▶ _Task instructions_
Print nothing but the lines below starting at the line that holds "self.reconnect.max_attempts = n;" and ending at the line that holds "let mut url", including both, each exactly as written.

□ □ □

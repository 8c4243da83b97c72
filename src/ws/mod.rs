//! Admin event stream client
//!
//! A single WebSocket connection to `<ws_url>/ws/admin`, with typed
//! `{"type", "data"}` event dispatch and fixed-interval reconnection.

mod client;
mod registry;
mod types;

pub use client::EventClient;
pub use registry::{dispatch, EventHandler, HandlerRegistry};
pub use types::{
    ConnectionState, Envelope, OutboundEnvelope, ReconnectPolicy, WsConfig, WsError,
    ADMIN_WS_PATH, SECRET_KEY_PARAM, SUBSCRIBE_TYPE,
};
//! End-to-end tests through the Admin facade

use crate::support::{MockServer, Mode};
use paanj_admin::{Admin, AdminOptions};
use serde_json::{json, Value};
use std::time::Duration;
use tokio::sync::mpsc;
use wiremock::matchers::{header, method, path};
use wiremock::{Mock, ResponseTemplate};

#[tokio::test]
async fn test_admin_events_and_requests() {
    let mut ws_server = MockServer::start(Mode::Hold).await;
    let http_server = wiremock::MockServer::start().await;
    Mock::given(method("GET"))
        .and(path("/api/stats"))
        .and(header("X-API-Key", "sk_admin"))
        .respond_with(ResponseTemplate::new(200).set_body_json(json!({"online": 3})))
        .mount(&http_server)
        .await;

    let admin = Admin::new(
        "sk_admin",
        AdminOptions {
            api_url: http_server.uri(),
            ws_url: ws_server.url(),
            reconnect_interval: Duration::from_millis(50),
            ..Default::default()
        },
    )
    .unwrap();

    let (tx, mut rx) = mpsc::unbounded_channel::<Value>();
    admin
        .on("user.created", move |data| {
            let _ = tx.send(data);
        })
        .await;

    admin.connect().await.unwrap();
    assert!(admin.is_connected().await);
    let mut conn = ws_server.next_conn().await;
    assert_eq!(ws_server.uris(), vec!["/ws/admin?secretKey=sk_admin".to_string()]);

    admin
        .subscribe(&json!({"resource": "users", "events": ["user.created"]}))
        .await
        .unwrap();
    let sent: Value = serde_json::from_str(&conn.recv_text().await.unwrap()).unwrap();
    assert_eq!(sent["type"], "subscribe");
    assert_eq!(sent["data"]["resource"], "users");

    conn.send_text(json!({"type": "user.created", "data": {"id": 11}}).to_string());
    let event = tokio::time::timeout(crate::support::WAIT, rx.recv())
        .await
        .unwrap()
        .unwrap();
    assert_eq!(event, json!({"id": 11}));

    let stats = admin.http().get("/api/stats").await.unwrap();
    assert_eq!(stats, json!({"online": 3}));

    admin.disconnect().await;
    assert!(!admin.is_connected().await);
}
//! Admin REST API client

use reqwest::header::CONTENT_TYPE;
use reqwest::{Client, Method};
use serde::Serialize;
use serde_json::Value;
use std::time::Duration;

/// Header carrying the admin secret
pub const API_KEY_HEADER: &str = "X-API-Key";

/// HTTP client errors
#[derive(Debug, thiserror::Error)]
pub enum HttpError {
    /// The underlying HTTP client could not be built
    #[error("failed to create HTTP client: {0}")]
    Client(#[source] reqwest::Error),
    /// Request body could not be encoded
    #[error("failed to marshal request body: {0}")]
    Serialization(#[from] serde_json::Error),
    /// Network or protocol failure
    #[error("request failed: {0}")]
    Transport(#[source] reqwest::Error),
    /// Server answered with a non-2xx status
    #[error("api error: status={status} body={body}")]
    Status { status: u16, body: String },
}

/// Stateless request helper for the admin REST API
///
/// Every request carries the secret in `X-API-Key` and a JSON content type.
#[derive(Debug, Clone)]
pub struct AdminHttpClient {
    secret_key: String,
    api_url: String,
    client: Client,
}

impl AdminHttpClient {
    /// Default request timeout
    pub const DEFAULT_TIMEOUT: Duration = Duration::from_secs(30);

    pub fn new(secret_key: impl Into<String>, api_url: impl Into<String>) -> Result<Self, HttpError> {
        Self::with_timeout(secret_key, api_url, Self::DEFAULT_TIMEOUT)
    }

    /// Create a client with a custom request timeout
    pub fn with_timeout(
        secret_key: impl Into<String>,
        api_url: impl Into<String>,
        timeout: Duration,
    ) -> Result<Self, HttpError> {
        let client = Client::builder()
            .timeout(timeout)
            .build()
            .map_err(HttpError::Client)?;

        Ok(Self {
            secret_key: secret_key.into(),
            api_url: api_url.into(),
            client,
        })
    }

    pub fn api_url(&self) -> &str {
        &self.api_url
    }

    /// Issue `method` against `api_url + path`
    ///
    /// Returns the decoded JSON body, or `Value::Null` when the body is empty
    /// or not JSON.
    pub async fn request<B>(
        &self,
        method: Method,
        path: &str,
        body: Option<&B>,
    ) -> Result<Value, HttpError>
    where
        B: Serialize + ?Sized,
    {
        let url = format!("{}{}", self.api_url, path);

        let mut request = self
            .client
            .request(method.clone(), &url)
            .header(CONTENT_TYPE, "application/json")
            .header(API_KEY_HEADER, &self.secret_key);

        if let Some(body) = body {
            request = request.body(serde_json::to_vec(body)?);
        }

        tracing::debug!(method = %method, url = %url, "Sending admin API request");

        let response = request.send().await.map_err(HttpError::Transport)?;
        let status = response.status();

        if !status.is_success() {
            let body = response.text().await.unwrap_or_default();
            tracing::warn!(method = %method, url = %url, status = status.as_u16(), "Admin API error");
            return Err(HttpError::Status {
                status: status.as_u16(),
                body,
            });
        }

        let bytes = response.bytes().await.map_err(HttpError::Transport)?;
        if bytes.is_empty() {
            return Ok(Value::Null);
        }

        match serde_json::from_slice(&bytes) {
            Ok(value) => Ok(value),
            Err(e) => {
                tracing::debug!(url = %url, error = %e, "Admin API response is not JSON");
                Ok(Value::Null)
            }
        }
    }

    pub async fn get(&self, path: &str) -> Result<Value, HttpError> {
        self.request::<Value>(Method::GET, path, None).await
    }

    pub async fn post<B: Serialize + ?Sized>(&self, path: &str, body: &B) -> Result<Value, HttpError> {
        self.request(Method::POST, path, Some(body)).await
    }

    pub async fn put<B: Serialize + ?Sized>(&self, path: &str, body: &B) -> Result<Value, HttpError> {
        self.request(Method::PUT, path, Some(body)).await
    }

    pub async fn patch<B: Serialize + ?Sized>(&self, path: &str, body: &B) -> Result<Value, HttpError> {
        self.request(Method::PATCH, path, Some(body)).await
    }

    pub async fn delete(&self, path: &str) -> Result<Value, HttpError> {
        self.request::<Value>(Method::DELETE, path, None).await
    }
}
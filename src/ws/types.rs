//! WebSocket types and configuration

use serde::{Deserialize, Serialize};
use serde_json::Value;
use std::fmt;
use std::time::Duration;

/// Path of the admin event endpoint, appended to the base WebSocket URL
pub const ADMIN_WS_PATH: &str = "/ws/admin";

/// Query parameter carrying the admin secret during the handshake
pub const SECRET_KEY_PARAM: &str = "secretKey";

/// Envelope type used for subscription requests
pub const SUBSCRIBE_TYPE: &str = "subscribe";

/// Fixed-interval reconnection policy
#[derive(Debug, Clone, PartialEq, Eq)]
pub struct ReconnectPolicy {
    /// Reconnect automatically after the connection is lost
    pub enabled: bool,
    /// Delay before each reconnection attempt
    pub interval: Duration,
    /// Maximum reconnection attempts before giving up (0 = infinite)
    pub max_attempts: u32,
}

impl Default for ReconnectPolicy {
    fn default() -> Self {
        Self {
            enabled: true,
            interval: Duration::from_secs(5),
            max_attempts: 10,
        }
    }
}

impl ReconnectPolicy {
    /// Policy that never reconnects
    pub fn disabled() -> Self {
        Self {
            enabled: false,
            ..Default::default()
        }
    }

    /// Whether `attempts` already made use up the allowance
    pub fn is_exhausted(&self, attempts: u32) -> bool {
        self.max_attempts > 0 && attempts >= self.max_attempts
    }
}

/// Event client configuration
#[derive(Debug, Clone)]
pub struct WsConfig {
    /// Base WebSocket URL, e.g. `ws://localhost:8090`
    pub url: String,
    /// Admin secret sent as a query parameter on connect
    pub secret_key: String,
    /// Reconnection behaviour after a lost connection
    pub reconnect: ReconnectPolicy,
    /// Upper bound on a single handshake
    pub connect_timeout: Duration,
}

impl Default for WsConfig {
    fn default() -> Self {
        Self {
            url: String::new(),
            secret_key: String::new(),
            reconnect: ReconnectPolicy::default(),
            connect_timeout: Duration::from_secs(10),
        }
    }
}

impl WsConfig {
    /// Create a new config for the given base URL and secret
    pub fn new(url: impl Into<String>, secret_key: impl Into<String>) -> Self {
        Self {
            url: url.into(),
            secret_key: secret_key.into(),
            ..Default::default()
        }
    }

    /// Enable or disable automatic reconnection
    pub fn auto_reconnect(mut self, enabled: bool) -> Self {
        self.reconnect.enabled = enabled;
        self
    }

    /// Set the delay between reconnection attempts
    pub fn reconnect_interval(mut self, d: Duration) -> Self {
        self.reconnect.interval = d;
        self
    }

    /// Set maximum reconnection attempts
    pub fn max_reconnects(mut self, n: u32) -> Self {
        self.reconnect.max_attempts = n;
        self
    }

    /// Set the handshake timeout
    pub fn connect_timeout(mut self, d: Duration) -> Self {
        self.connect_timeout = d;
        self
    }

    /// Full handshake URL: `<url>/ws/admin?secretKey=<secret>`
    pub fn endpoint(&self) -> Result<reqwest::Url, WsError> {
        let base = format!("{}{}", self.url.trim_end_matches('/'), ADMIN_WS_PATH);
        let mut url = reqwest::Url::parse(&base)
            .map_err(|e| WsError::ConnectFailure(format!("invalid endpoint {base}: {e}")))?;
        url.query_pairs_mut()
            .append_pair(SECRET_KEY_PARAM, &self.secret_key);
        Ok(url)
    }
}

/// Connection state of an event client
#[derive(Debug, Clone, Copy, PartialEq, Eq)]
pub enum ConnectionState {
    Disconnected,
    Connecting,
    Connected,
}

impl fmt::Display for ConnectionState {
    fn fmt(&self, f: &mut fmt::Formatter<'_>) -> fmt::Result {
        let s = match self {
            ConnectionState::Disconnected => "disconnected",
            ConnectionState::Connecting => "connecting",
            ConnectionState::Connected => "connected",
        };
        f.write_str(s)
    }
}

/// Inbound event envelope: `{"type": ..., "data": ...}`
#[derive(Debug, Clone, PartialEq, Deserialize)]
pub struct Envelope {
    #[serde(rename = "type")]
    pub event_type: String,
    #[serde(default)]
    pub data: Value,
}

impl Envelope {
    /// Decode a frame payload, returning `None` for anything malformed
    pub fn decode(payload: &[u8]) -> Option<Self> {
        serde_json::from_slice(payload).ok()
    }
}

/// Outbound envelope borrowing its payload
#[derive(Debug, Serialize)]
pub struct OutboundEnvelope<'a, T: ?Sized> {
    #[serde(rename = "type")]
    pub event_type: &'a str,
    pub data: &'a T,
}

impl<'a, T: ?Sized> OutboundEnvelope<'a, T> {
    pub fn new(event_type: &'a str, data: &'a T) -> Self {
        Self { event_type, data }
    }
}

/// WebSocket errors
#[derive(Debug, Clone, PartialEq, Eq, thiserror::Error)]
pub enum WsError {
    /// Handshake or dial failed
    #[error("Connection failed: {0}")]
    ConnectFailure(String),
    /// Operation requires a live connection
    #[error("WebSocket not connected")]
    NotConnected,
    /// Payload could not be encoded as JSON
    #[error("Serialization failed: {0}")]
    SerializationFailure(String),
    /// Socket write failed
    #[error("Send failed: {0}")]
    SendFailure(String),
}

□ □ □

▶ _Solution below_
        self.reconnect.max_attempts = n;
        self
    }

    /// Set the handshake timeout
    pub fn connect_timeout(mut self, d: Duration) -> Self {
        self.connect_timeout = d;
        self
    }

    /// Full handshake URL: `<url>/ws/admin?secretKey=<secret>`
    pub fn endpoint(&self) -> Result<reqwest::Url, WsError> {
        let base = format!("{}{}", self.url.trim_end_matches('/'), ADMIN_WS_PATH);
        let mut url = reqwest::Url::parse(&base)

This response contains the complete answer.